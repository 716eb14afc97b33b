//! Serialized command queue with a stall watchdog
//!
//! At most one queued command is in flight. The head of the queue is the
//! command currently executing; everything behind it waits in submission
//! order. The owner drives the watchdog by calling
//! [`CommandQueue::watchdog_tick`] every [`CommandQueue::tick_period`]; a head
//! that stays in flight across a full cycle of checks is force-retired so one
//! wedged BLE operation cannot starve every later command.

use std::collections::VecDeque;
use std::fmt;
use std::time::Duration;

use serde::{Deserialize, Serialize};
use tracing::{debug, warn};

/// Floor applied to the configured command timeout
pub const MIN_COMMAND_TIMEOUT: Duration = Duration::from_secs(35);

// ----------------------------------------------------------------------------
// Configuration
// ----------------------------------------------------------------------------

/// Watchdog configuration for the command queue
#[derive(Debug, Clone, PartialEq, Serialize, Deserialize)]
#[serde(default)]
pub struct QueueConfig {
    /// Time a command may stay in flight before it is force-retired
    pub command_timeout: Duration,
    /// Number of watchdog checks the timeout is split into
    pub watchdog_checks: u32,
}

impl Default for QueueConfig {
    fn default() -> Self {
        Self {
            command_timeout: MIN_COMMAND_TIMEOUT,
            watchdog_checks: 3,
        }
    }
}

impl QueueConfig {
    pub fn with_command_timeout(mut self, timeout: Duration) -> Self {
        self.command_timeout = timeout;
        self
    }

    pub fn with_watchdog_checks(mut self, checks: u32) -> Self {
        self.watchdog_checks = checks;
        self
    }

    /// Interval between watchdog checks
    pub fn tick_period(&self) -> Duration {
        let timeout = self.command_timeout.max(MIN_COMMAND_TIMEOUT);
        timeout / self.watchdog_checks.max(1)
    }
}

// ----------------------------------------------------------------------------
// Queue Items
// ----------------------------------------------------------------------------

/// Identifier assigned to every submitted command
#[derive(Debug, Clone, Copy, PartialEq, Eq, Hash, PartialOrd, Ord)]
pub struct CommandId(u64);

impl CommandId {
    pub fn value(&self) -> u64 {
        self.0
    }
}

impl fmt::Display for CommandId {
    fn fmt(&self, f: &mut fmt::Formatter<'_>) -> fmt::Result {
        write!(f, "#{}", self.0)
    }
}

/// A unit of deferred work together with its queue identifier
#[derive(Debug, Clone, PartialEq)]
pub struct QueuedCommand<T> {
    pub id: CommandId,
    pub work: T,
}

/// Result of one watchdog check
#[derive(Debug, Clone, PartialEq)]
pub enum WatchdogVerdict<T> {
    /// Nothing is in flight
    Idle,
    /// The head is in flight and has been observed for `checks` ticks
    Watching { id: CommandId, checks: u32 },
    /// The head was force-retired; `next` is the command to start, if any
    Retired {
        retired: CommandId,
        next: Option<QueuedCommand<T>>,
    },
}

// ----------------------------------------------------------------------------
// Command Queue
// ----------------------------------------------------------------------------

/// FIFO of client commands with maxConcurrency = 1
#[derive(Debug)]
pub struct CommandQueue<T> {
    items: VecDeque<QueuedCommand<T>>,
    executing: bool,
    next_id: u64,
    checks_per_cycle: u32,
    tick_period: Duration,
    observed: Option<CommandId>,
    missed_checks: u32,
}

impl<T: Clone> CommandQueue<T> {
    pub fn new(config: &QueueConfig) -> Self {
        Self {
            items: VecDeque::new(),
            executing: false,
            next_id: 0,
            checks_per_cycle: config.watchdog_checks.max(1),
            tick_period: config.tick_period(),
            observed: None,
            missed_checks: 0,
        }
    }

    /// Enqueue `work`
    ///
    /// Returns the command to start now when nothing was in flight.
    pub fn submit(&mut self, work: T) -> (CommandId, Option<QueuedCommand<T>>) {
        self.next_id += 1;
        let id = CommandId(self.next_id);
        self.items.push_back(QueuedCommand { id, work });
        debug!(command = %id, queued = self.items.len(), "command submitted");
        (id, self.start_head())
    }

    /// Mark `id` finished and return the next command to start
    ///
    /// Completions for anything other than the in-flight head are stale (the
    /// watchdog or a flush got there first) and are ignored.
    pub fn complete(&mut self, id: CommandId) -> Option<QueuedCommand<T>> {
        match self.current_id() {
            Some(current) if current == id => {
                self.retire_head();
                self.start_head()
            }
            _ => {
                debug!(command = %id, "ignoring completion of a command that is not in flight");
                None
            }
        }
    }

    /// Force-retire every queued command, returning how many were dropped
    pub fn clear(&mut self) -> usize {
        let dropped = self.items.len();
        self.items.clear();
        self.executing = false;
        self.observed = None;
        self.missed_checks = 0;
        dropped
    }

    /// Run one watchdog check
    pub fn watchdog_tick(&mut self) -> WatchdogVerdict<T> {
        let Some(head) = self.current_id() else {
            self.observed = None;
            self.missed_checks = 0;
            return WatchdogVerdict::Idle;
        };

        if self.observed != Some(head) {
            self.observed = Some(head);
            self.missed_checks = 0;
            return WatchdogVerdict::Watching {
                id: head,
                checks: 0,
            };
        }

        self.missed_checks += 1;
        if self.missed_checks < self.checks_per_cycle {
            return WatchdogVerdict::Watching {
                id: head,
                checks: self.missed_checks,
            };
        }

        warn!(
            command = %head,
            stalled_for = ?self.tick_period * self.missed_checks,
            "removing stalled command from the queue"
        );
        self.retire_head();
        WatchdogVerdict::Retired {
            retired: head,
            next: self.start_head(),
        }
    }

    /// Identifier of the command in flight
    pub fn current_id(&self) -> Option<CommandId> {
        if self.executing {
            self.items.front().map(|item| item.id)
        } else {
            None
        }
    }

    pub fn tick_period(&self) -> Duration {
        self.tick_period
    }

    pub fn len(&self) -> usize {
        self.items.len()
    }

    pub fn is_empty(&self) -> bool {
        self.items.is_empty()
    }

    fn retire_head(&mut self) {
        self.items.pop_front();
        self.executing = false;
        self.observed = None;
        self.missed_checks = 0;
    }

    fn start_head(&mut self) -> Option<QueuedCommand<T>> {
        if self.executing {
            return None;
        }
        let head = self.items.front()?.clone();
        self.executing = true;
        Some(head)
    }
}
..........
*Task description*. Read the entries and select each line where the word "usize" is found.

*Answer for this exercise*.
    pub fn clear(&mut self) -> usize {
    pub fn len(&self) -> usize {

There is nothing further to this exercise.